Bunz (seperti yang dikutip Indrajit, 2005: 38) menjelaskan kata ini kemudian
berkembang dan sering dipadankan dengan “technology” sehingga dikenal istilah
“technology literacy” yang didefinisikan sebagai kemampuan untuk menggunakan
teknologi sebagai alat untuk memahami dan menggunakan teknologi sebagai alat
untuk mempermudah mencapai tujuan. Selanjutnya ketika teknologi komputer
berkembang, dikenal pula istilah “computer literacy” dari definisi yang
sederhana yaitu kemampuan menggunakan komputer untuk memenuhi kepuasan
kebutuhan pengguna (Rhodes, 1986) sampai yang sangat berbau filosofis seperti
“the collection of skills, knowledge, understanding, values, and relasionships
that allow a person to function comfortably as a productive citizen in a
computer-oriented society” (Watt, 1980).
Lebih jauh lagi Indrajit (2005)
menjelaskan bahwa ketika berkembang secara pesat, istilah “internet literacy”

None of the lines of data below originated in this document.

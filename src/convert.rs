//! Pure conversion math: millimeters to inches and pixels, export scaling,
//! and the aspect-fit preview rectangle.
//!
//! Everything here is a deterministic function of its arguments; the state
//! handling lives in [`crate::state`].

/// 1 inch = 25.4 mm, exact by definition.
pub const MM_PER_INCH: f64 = 25.4;

/// Fallback resolution when the input is non-finite or non-positive.
pub const DEFAULT_DPI: f64 = 300.0;

/// Advisory input range for DPI. Enforced by the input field, not here;
/// the engine accepts any positive finite value.
pub const DPI_MIN: f64 = 30.0;
pub const DPI_MAX: f64 = 1200.0;

/// Practical input step for the export multiplier; no upper bound.
pub const MULTIPLIER_STEP: f64 = 0.1;

/// Preview box bounds in display units. The longer physical side always
/// maps to `PREVIEW_LONG_SIDE` (landscape/square) or the height maps to
/// `PREVIEW_SHORT_SIDE` (portrait).
pub const PREVIEW_LONG_SIDE: f64 = 240.0;
pub const PREVIEW_SHORT_SIDE: f64 = 180.0;

pub fn inch_from_mm(mm: f64) -> f64 {
    mm / MM_PER_INCH
}

/// Pixel dimensions at the given resolution.
///
/// Each axis is rounded independently with `f64::round` (half away from
/// zero; all real inputs are positive so this is round-half-up).
pub fn compute_pixels(width_mm: f64, height_mm: f64, dpi: f64) -> (u32, u32) {
    let width_px = (inch_from_mm(width_mm) * dpi).round();
    let height_px = (inch_from_mm(height_mm) * dpi).round();
    (width_px as u32, height_px as u32)
}

/// Export dimensions with the multiplier applied. Unrounded; fractional
/// pixel counts are valid output and formatted at display time.
pub fn compute_scaled(width_px: u32, height_px: u32, multiplier: f64) -> (f64, f64) {
    (width_px as f64 * multiplier, height_px as f64 * multiplier)
}

/// Inch equivalents, unrounded.
pub fn compute_inches(width_mm: f64, height_mm: f64) -> (f64, f64) {
    (inch_from_mm(width_mm), inch_from_mm(height_mm))
}

/// Aspect-fit preview rectangle.
///
/// ratio ≥ 1 (landscape or square): width pins to `max_long_side`.
/// ratio < 1 (portrait): height pins to `max_short_side`. Either way the
/// box never exceeds the fixed bounds, whatever the input magnitude.
pub fn compute_preview_box(
    width_mm: f64,
    height_mm: f64,
    max_long_side: f64,
    max_short_side: f64,
) -> (f64, f64) {
    let ratio = width_mm / height_mm;
    if ratio >= 1.0 {
        (max_long_side, max_long_side / ratio)
    } else {
        (max_short_side * ratio, max_short_side)
    }
}

/// Resolves raw DPI input: finite and positive keeps the value, anything
/// else falls back to [`DEFAULT_DPI`]. This is the only DPI fallback rule;
/// the [`DPI_MIN`]/[`DPI_MAX`] range is advisory for the input field.
pub fn resolve_dpi(raw_dpi: f64) -> f64 {
    if raw_dpi.is_finite() && raw_dpi > 0.0 {
        raw_dpi
    } else {
        DEFAULT_DPI
    }
}
mod assembly;
mod catalog;
mod convert;
mod format;
mod schema;
mod state;

pub use assembly::{
    apply_action, catalog_json, default_state, derive_output, display_output, dpi_choices_json,
};
pub use catalog::{filter_by_series, find_preset, first_in_series, DPI_CHOICES, PAPER_PRESETS};
pub use convert::{
    compute_inches, compute_pixels, compute_preview_box, compute_scaled, resolve_dpi, DEFAULT_DPI,
    DPI_MAX, DPI_MIN, MM_PER_INCH, MULTIPLIER_STEP, PREVIEW_LONG_SIDE, PREVIEW_SHORT_SIDE,
};
pub use format::{format_inches, format_px};
pub use schema::{
    Action, Axis, CalculatorState, ConvertError, DerivedOutput, DimensionState, DpiChoice,
    PaperPreset, RenderConfig, Series,
};
pub use state::{
    apply, derive, select_preset, set_dpi, set_manual_dimension, set_multiplier, swap_orientation,
    switch_series,
};
//! Display formatting for derived values.
//!
//! Pixel counts render as grouped whole numbers ("3,508"), inches with two
//! decimals. Locale-specific separators stay a presentation concern; the
//! engine's contract is "," grouping and "." decimals.

/// Formats a pixel count: rounded to a whole number, grouped in thousands.
///
/// Scaled exports can be fractional; they round here the same way the 1x
/// values round during conversion.
pub fn format_px(value: f64) -> String {
    let rounded = value.round() as i64;
    let digits = rounded.unsigned_abs().to_string();

    let mut grouped = String::with_capacity(digits.len() + digits.len() / 3 + 1);
    if rounded < 0 {
        grouped.push('-');
    }
    let lead = digits.len() % 3;
    for (i, ch) in digits.chars().enumerate() {
        if i != 0 && i % 3 == lead % 3 {
            grouped.push(',');
        }
        grouped.push(ch);
    }
    grouped
}

/// Formats an inch value with two decimal places.
pub fn format_inches(value: f64) -> String {
    format!("{:.2}", value)
}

–pun lahir dengan sendirinya, yaitu kemampuan untuk menggunakan pengetahuan
internet sebagai media komunikasi dan temu kembali informasi secara teori dan
praktis. Kemudian Wijaya (2005: 29) menjelaskan bahwa pada sebuah panel yang
diikuti oleh beberapa ahli pendidikan, pakar bidang teknologi industri dan
kelompok pekerja dari Australia, Brazil, Kanada, Perancis, Amerika Serikat yang
tergabung dalam The International ICT Literacy Panel mengeluarkan
definisi sebagai berikut “ICT literacy is using digital technology,
communication tools, and/or networks to access, manage, integrate, evaluate and
create information in order to function knowlwdge society”
Dari beberapa definisi diatas dapat
ditarik kesimpulan bahwa baik istilah “e-leteracy” maupun “ICT literacy” pada
dasarnya mempunyai kesamaan dalam tujuan penggunaan teknologi informasi sebagai
alat untuk komunikasi dan temu kembali informasi. Dari beberapa pengertian di
atas terdapat lima aspek terkait yang merupakan integrasi dan aplikasi
kemampuan kognitive dan teknis (Wijaya: 31) yaitu:
1. Access (akses):
mengetahui tentang dan mengetahui bagaimana untuk mengumpulkan dan atau
mendapatkan informasi.
2. Manage (mengelola):
menerapkan skema klasifikasi atau organisasi.
3. Integrate
(meng-integrasikan): meng-interpretasikan dan menggambarkan ulang informasi.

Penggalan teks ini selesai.